We were lead into an old disused bunker, having narrowly dodged our would-be executioners. There, behind a false wall, we found several capsules disguised as the sort of crates that badly contained nuclear material would be stored in. "They are cryogenic freezers, Anya," said my father, "I plan to come back for you once this has all blown over. If I cannot, remember that I have always been proud of you, no matter what."

As the lids closed over us and the false wall closed after my father, the last thing I heard was the sound of gunfire from the bunker proper.


The next thing I knew, it was hot, and dry, and very dim. I was in a cave, and men in robes were standing over my capsule, their eyes alight with the same kind of fervor I had seen on many a fanatic over the years. I could not understand what they were saying, but they sounded angry - and given how they were touching me, and the knives they were holding, their intent seemed clear. Nearby, several of my teammates were enduring the same.

Frightened and angry at their imposition upon my person, I uttered three words, hurling the men near my capsule through the air and catching them ablaze. I arose from my capsule like the Angel of Death herself, cutting down the men who had taken possession of us. As their resistance crumbled, many of them fled. I captured one for interrogation... I did not speak their language, but I did not need to. Nikolai could translate for anyone.

"He says they bought us from a Russian general, Anya.... I cannot tell who. We are apparently in Afghanistan."

"What year is it?"

"He says it is... bozhe moi, Anya, he says it is 2009. We were in there for almost twenty years!"

"Is everyone here? Where's Sergei, and Andrei, and Susan?"

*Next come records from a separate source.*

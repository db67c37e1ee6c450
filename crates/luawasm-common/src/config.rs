//! Configuration structures for luawasm.
//!
//! This module defines configuration options for the collaborators the
//! embedding layer drives:
//! - [`RuntimeConfig`]: Top-level configuration containing all settings
//! - [`EngineConfig`]: Wasmtime engine settings (allocator, fuel, features)
//! - [`ExecutionConfig`]: Per-store limits (fuel, memory)
//! - [`LinkerConfig`]: Import registry settings (WASI, shadowing)

use serde::{Deserialize, Serialize};

/// Top-level runtime configuration.
///
/// A host namespace is opened with one of these; every engine, store and
/// linker created through that namespace uses it.
#[derive(Debug, Clone, Default, Deserialize, Serialize)]
pub struct RuntimeConfig {
    /// Wasmtime engine configuration.
    #[serde(default)]
    pub engine: EngineConfig,

    /// Per-store execution configuration.
    #[serde(default)]
    pub execution: ExecutionConfig,

    /// Linker configuration.
    #[serde(default)]
    pub linker: LinkerConfig,
}

/// Cranelift optimization level.
#[derive(Debug, Clone, Copy, Default, PartialEq, Eq, Deserialize, Serialize)]
#[serde(rename_all = "snake_case")]
pub enum OptLevel {
    /// No optimizations.
    None,
    /// Optimize for speed.
    #[default]
    Speed,
    /// Optimize for speed and size.
    SpeedAndSize,
}

/// Wasmtime engine configuration.
#[derive(Debug, Clone, Deserialize, Serialize)]
pub struct EngineConfig {
    /// Enable the pooling allocator.
    ///
    /// Pre-reserves memory for a fixed number of instances. Off by default
    /// since an embedding usually runs a handful of instances.
    #[serde(default = "defaults::pooling_allocator")]
    pub pooling_allocator: bool,

    /// Maximum concurrent instances in the pool.
    ///
    /// Only effective when `pooling_allocator` is enabled.
    #[serde(default = "defaults::max_instances")]
    pub max_instances: u32,

    /// Memory per instance slot in megabytes.
    ///
    /// Only effective when `pooling_allocator` is enabled.
    #[serde(default = "defaults::instance_memory_mb")]
    pub instance_memory_mb: u32,

    /// Enable fuel metering.
    ///
    /// When enabled, every store starts with `execution.max_fuel` units and
    /// a call that runs out traps.
    #[serde(default)]
    pub fuel_metering: bool,

    /// Enable the threads proposal (required for shared memories).
    #[serde(default = "defaults::wasm_threads")]
    pub wasm_threads: bool,

    /// Cranelift optimization level.
    #[serde(default)]
    pub opt_level: OptLevel,
}

impl Default for EngineConfig {
    fn default() -> Self {
        Self {
            pooling_allocator: defaults::pooling_allocator(),
            max_instances: defaults::max_instances(),
            instance_memory_mb: defaults::instance_memory_mb(),
            fuel_metering: false,
            wasm_threads: defaults::wasm_threads(),
            opt_level: OptLevel::default(),
        }
    }
}

/// Per-store execution configuration.
#[derive(Debug, Clone, Deserialize, Serialize)]
pub struct ExecutionConfig {
    /// Fuel given to each new store.
    ///
    /// Only effective when `engine.fuel_metering` is enabled.
    #[serde(default = "defaults::max_fuel")]
    pub max_fuel: u64,

    /// Maximum linear memory per memory, in megabytes.
    #[serde(default = "defaults::max_memory_mb")]
    pub max_memory_mb: u32,
}

impl Default for ExecutionConfig {
    fn default() -> Self {
        Self {
            max_fuel: defaults::max_fuel(),
            max_memory_mb: defaults::max_memory_mb(),
        }
    }
}

impl ExecutionConfig {
    /// Get the memory limit in bytes.
    pub fn max_memory_bytes(&self) -> usize {
        (self.max_memory_mb as usize) * 1024 * 1024
    }
}

/// Linker configuration.
#[derive(Debug, Clone, Deserialize, Serialize)]
pub struct LinkerConfig {
    /// Register WASI preview-1 imports on every new linker.
    #[serde(default)]
    pub wasi: bool,

    /// Let WASI stdout/stderr write to the host process.
    #[serde(default = "defaults::inherit_stdio")]
    pub inherit_stdio: bool,

    /// Allow later definitions to replace earlier ones.
    #[serde(default)]
    pub allow_shadowing: bool,
}

impl Default for LinkerConfig {
    fn default() -> Self {
        Self {
            wasi: false,
            inherit_stdio: defaults::inherit_stdio(),
            allow_shadowing: false,
        }
    }
}

/// Default value functions for serde.
mod defaults {
    pub const fn pooling_allocator() -> bool {
        false
    }

    pub const fn max_instances() -> u32 {
        100
    }

    pub const fn instance_memory_mb() -> u32 {
        64
    }

    pub const fn wasm_threads() -> bool {
        true
    }

    pub const fn max_fuel() -> u64 {
        10_000_000
    }

    pub const fn max_memory_mb() -> u32 {
        128
    }

    pub const fn inherit_stdio() -> bool {
        true
    }
}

"Sergei and Andrei are still waking up. You and I are here shaking this man until the truth falls out. Susan..." He frowned, and uttered something harsh at the man in his native language. The blubbering Afghani replied, and I saw that old, hard light come into Nikolai's eye. "Susan, he says, was treated as she deserved under their law."

It was then that I heard the sound of crying coming from a nearby cavern. I ran to the entrance, looked inside, and saw my longtime friend. She had been treated as no better than an animal, and when the boys came near her, she cried all the more, lashing out with her powers blindly.

I calmed her down, and placed her somewhere safe. I convinced her that the boys were not going to hurt her, and asked Nikolai to teleport them all some miles away. And then... then I went to work.

Somewhere in Afghanistan, there is a cave network where the walls are made of green glass, like your old-style Coke bottles. If you look under the glass carefully, you can see the frightened shadows of men, burned into the walls like bad memories.


Afterward, we went our separate ways. Nikolai went to work for the UN as a translator. Sergei and Andrei decided to leave it all behind and have joined a farming commune somewhere - returning to their roots, I suppose, as the brothers Khorozev originally came from a farming community near Stalingrad. I brought Susotchka with me here to the United States - she is currently in care at one of your hospitals to help her get past what happened in the desert. When she is released, we will live together as we wanted to but could not under Soviet rule.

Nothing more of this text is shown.